A Case of Recurrent Laryngopharyngofacial Edema Diagnosed as Hereditary Angioedema (HAE) after Long-Term Follow-Up

The autosomal dominant disorder hereditary angioedema (HAE) causes recurrent subcutaneous or submucosal edema at any body site due to trauma, mental or physical stress, infection, or cold stimulation, making laryngeal edema potentially life-threatening. We report a case of recurrent laryngopharyngofacial edema diagnosed as HAE only after long-term follow-up. A 20-year-old woman seen for edema of the face and larynx suffered recurrent acute episodes of the face, throat, and trunk edema and was treated for idiopathic recurrent edema.

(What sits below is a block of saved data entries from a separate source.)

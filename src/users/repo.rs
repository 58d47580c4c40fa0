use std::collections::HashMap;

use anyhow::Context;
use async_trait::async_trait;
use sqlx::{PgPool, Postgres, Transaction};
use thiserror::Error;
use uuid::Uuid;

use crate::users::repo_types::{Phone, User};

#[derive(Debug, Error)]
pub enum StoreError {
    /// Unique constraint on `users.email` rejected the write.
    #[error("email {0} is already registered")]
    DuplicateEmail(String),

    /// A row the write depends on disappeared.
    #[error("{0}")]
    NotFound(String),

    #[error("database error: {0}")]
    Database(#[from] sqlx::Error),
}

pub type StoreResult<T> = Result<T, StoreError>;

/// Persistence for users and the phones they own.
///
/// `insert` and `update` write the user together with its phone list in one
/// unit: on `update` the list is authoritative, so phones without an id are
/// created, phones with an id are rewritten, and stored phones missing from
/// the list are removed.
#[async_trait]
pub trait UserStore: Send + Sync {
    async fn find_by_id(&self, id: Uuid) -> StoreResult<Option<User>>;
    async fn find_by_email(&self, email: &str) -> StoreResult<Option<User>>;
    async fn list(&self) -> StoreResult<Vec<User>>;
    async fn exists(&self, id: Uuid) -> StoreResult<bool>;
    async fn insert(&self, user: User) -> StoreResult<User>;
    async fn update(&self, user: User) -> StoreResult<User>;
    /// Removes the user and every phone it owns. Unknown ids are a no-op.
    async fn delete(&self, id: Uuid) -> StoreResult<()>;
    async fn find_phone(&self, id: i64) -> StoreResult<Option<Phone>>;
    async fn phones_of(&self, user_id: Uuid) -> StoreResult<Vec<Phone>>;
    async fn delete_phone(&self, id: i64) -> StoreResult<()>;
}

#[derive(Clone)]
pub struct PgUserStore {
    db: PgPool,
}

impl PgUserStore {
    pub fn new(db: PgPool) -> Self {
        Self { db }
    }
}

fn duplicate_or(e: sqlx::Error, email: &str) -> StoreError {
    match &e {
        sqlx::Error::Database(db) if db.is_unique_violation() => {
            StoreError::DuplicateEmail(email.to_string())
        }
        _ => StoreError::Database(e),
    }
}

async fn insert_phone_tx(
    tx: &mut Transaction<'_, Postgres>,
    user_id: Uuid,
    phone: &Phone,
) -> StoreResult<i64> {
    let id = sqlx::query_scalar::<_, i64>(
        r#"
        INSERT INTO phones (user_id, number, city_code, country_code)
        VALUES ($1, $2, $3, $4)
        RETURNING id
        "#,
    )
    .bind(user_id)
    .bind(&phone.number)
    .bind(&phone.city_code)
    .bind(&phone.country_code)
    .fetch_one(&mut **tx)
    .await?;
    Ok(id)
}

#[async_trait]
impl UserStore for PgUserStore {
    async fn find_by_id(&self, id: Uuid) -> StoreResult<Option<User>> {
        let user = sqlx::query_as::<_, User>(
            r#"
            SELECT id, name, email, password_hash, active, created_at,
                   modified_at, last_login_at, token
            FROM users
            WHERE id = $1
            "#,
        )
        .bind(id)
        .fetch_optional(&self.db)
        .await?;

        match user {
            Some(mut user) => {
                user.phones = self.phones_of(user.id).await?;
                Ok(Some(user))
            }
            None => Ok(None),
        }
    }

    async fn find_by_email(&self, email: &str) -> StoreResult<Option<User>> {
        let user = sqlx::query_as::<_, User>(
            r#"
            SELECT id, name, email, password_hash, active, created_at,
                   modified_at, last_login_at, token
            FROM users
            WHERE email = $1
            "#,
        )
        .bind(email)
        .fetch_optional(&self.db)
        .await?;

        match user {
            Some(mut user) => {
                user.phones = self.phones_of(user.id).await?;
                Ok(Some(user))
            }
            None => Ok(None),
        }
    }

    async fn list(&self) -> StoreResult<Vec<User>> {
        let mut users = sqlx::query_as::<_, User>(
            r#"
            SELECT id, name, email, password_hash, active, created_at,
                   modified_at, last_login_at, token
            FROM users
            ORDER BY created_at ASC, id ASC
            "#,
        )
        .fetch_all(&self.db)
        .await?;

        let phones = sqlx::query_as::<_, Phone>(
            r#"
            SELECT id, user_id, number, city_code, country_code
            FROM phones
            ORDER BY id ASC
            "#,
        )
        .fetch_all(&self.db)
        .await?;

        let mut by_user: HashMap<Uuid, Vec<Phone>> = HashMap::new();
        for phone in phones {
            by_user.entry(phone.user_id).or_default().push(phone);
        }
        for user in &mut users {
            user.phones = by_user.remove(&user.id).unwrap_or_default();
        }
        Ok(users)
    }

    async fn exists(&self, id: Uuid) -> StoreResult<bool> {
        let found = sqlx::query_scalar::<_, bool>(
            r#"SELECT EXISTS (SELECT 1 FROM users WHERE id = $1)"#,
        )
        .bind(id)
        .fetch_one(&self.db)
        .await?;
        Ok(found)
    }

    async fn insert(&self, mut user: User) -> StoreResult<User> {
        let mut tx = self.db.begin().await?;

        sqlx::query(
            r#"
            INSERT INTO users (id, name, email, password_hash, active, created_at,
                               modified_at, last_login_at, token)
            VALUES ($1, $2, $3, $4, $5, $6, $7, $8, $9)
            "#,
        )
        .bind(user.id)
        .bind(&user.name)
        .bind(&user.email)
        .bind(&user.password_hash)
        .bind(user.active)
        .bind(user.created_at)
        .bind(user.modified_at)
        .bind(user.last_login_at)
        .bind(&user.token)
        .execute(&mut *tx)
        .await
        .map_err(|e| duplicate_or(e, &user.email))?;

        for phone in &mut user.phones {
            phone.user_id = user.id;
            phone.id = Some(insert_phone_tx(&mut tx, user.id, phone).await?);
        }

        tx.commit().await?;
        Ok(user)
    }

    async fn update(&self, mut user: User) -> StoreResult<User> {
        let mut tx = self.db.begin().await?;

        let updated = sqlx::query(
            r#"
            UPDATE users
               SET name = $2, email = $3, password_hash = $4, active = $5,
                   modified_at = $6, last_login_at = $7, token = $8
             WHERE id = $1
            "#,
        )
        .bind(user.id)
        .bind(&user.name)
        .bind(&user.email)
        .bind(&user.password_hash)
        .bind(user.active)
        .bind(user.modified_at)
        .bind(user.last_login_at)
        .bind(&user.token)
        .execute(&mut *tx)
        .await
        .map_err(|e| duplicate_or(e, &user.email))?;

        if updated.rows_affected() == 0 {
            return Err(StoreError::NotFound(format!("user {} not found", user.id)));
        }

        let kept: Vec<i64> = user.phones.iter().filter_map(|p| p.id).collect();
        sqlx::query(r#"DELETE FROM phones WHERE user_id = $1 AND NOT (id = ANY($2))"#)
            .bind(user.id)
            .bind(&kept)
            .execute(&mut *tx)
            .await?;

        for phone in &mut user.phones {
            phone.user_id = user.id;
            match phone.id {
                Some(id) => {
                    let res = sqlx::query(
                        r#"
                        UPDATE phones
                           SET number = $3, city_code = $4, country_code = $5
                         WHERE id = $1 AND user_id = $2
                        "#,
                    )
                    .bind(id)
                    .bind(user.id)
                    .bind(&phone.number)
                    .bind(&phone.city_code)
                    .bind(&phone.country_code)
                    .execute(&mut *tx)
                    .await?;
                    if res.rows_affected() == 0 {
                        return Err(StoreError::NotFound(format!("phone {id} not found")));
                    }
                }
                None => {
                    phone.id = Some(insert_phone_tx(&mut tx, user.id, phone).await?);
                }
            }
        }

        tx.commit().await?;
        Ok(user)
    }

    async fn delete(&self, id: Uuid) -> StoreResult<()> {
        let mut tx = self.db.begin().await?;
        sqlx::query(r#"DELETE FROM phones WHERE user_id = $1"#)
            .bind(id)
            .execute(&mut *tx)
            .await?;
        sqlx::query(r#"DELETE FROM users WHERE id = $1"#)
            .bind(id)
            .execute(&mut *tx)
            .await?;
        tx.commit().await?;
        Ok(())
    }

    async fn find_phone(&self, id: i64) -> StoreResult<Option<Phone>> {
        let phone = sqlx::query_as::<_, Phone>(
            r#"
            SELECT id, user_id, number, city_code, country_code
            FROM phones
            WHERE id = $1
            "#,
        )
        .bind(id)
        .fetch_optional(&self.db)
        .await?;
        Ok(phone)
    }

    async fn phones_of(&self, user_id: Uuid) -> StoreResult<Vec<Phone>> {
        let phones = sqlx::query_as::<_, Phone>(
            r#"
            SELECT id, user_id, number, city_code, country_code
            FROM phones
            WHERE user_id = $1
            ORDER BY id ASC
            "#,
        )
        .bind(user_id)
        .fetch_all(&self.db)
        .await?;
        Ok(phones)
    }

    async fn delete_phone(&self, id: i64) -> StoreResult<()> {
        sqlx::query(r#"DELETE FROM phones WHERE id = $1"#)
            .bind(id)
            .execute(&self.db)
            .await?;
        Ok(())
    }
}

/// Connects the pool and applies the bundled migrations.
pub async fn connect(database_url: &str) -> anyhow::Result<PgUserStore> {
    let db = sqlx::postgres::PgPoolOptions::new()
        .max_connections(10)
        .connect(database_url)
        .await
        .context("connect to database")?;
    sqlx::migrate!("./migrations")
        .run(&db)
        .await
        .context("run migrations")?;
    Ok(PgUserStore::new(db))
}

Life-threatening laryngeal edema a year later resulted in life-saving blind nasal emergency-room intubation. She was eventually diagnosed with HAE based on low serum C1-inhibitor activity and a lower C4 complement 5 years after her first admission. Thereafter, her life-threatening edema necessitated tracheotomy. She is now treated daily with 1500 mg of tranexamic acid for prophylaxis. HAE must be detected as early as possible, which necessitates extensive personel interviews with the subject and family members if possible. Greater awareness of HAE among health-care professionals and patients would also be useful.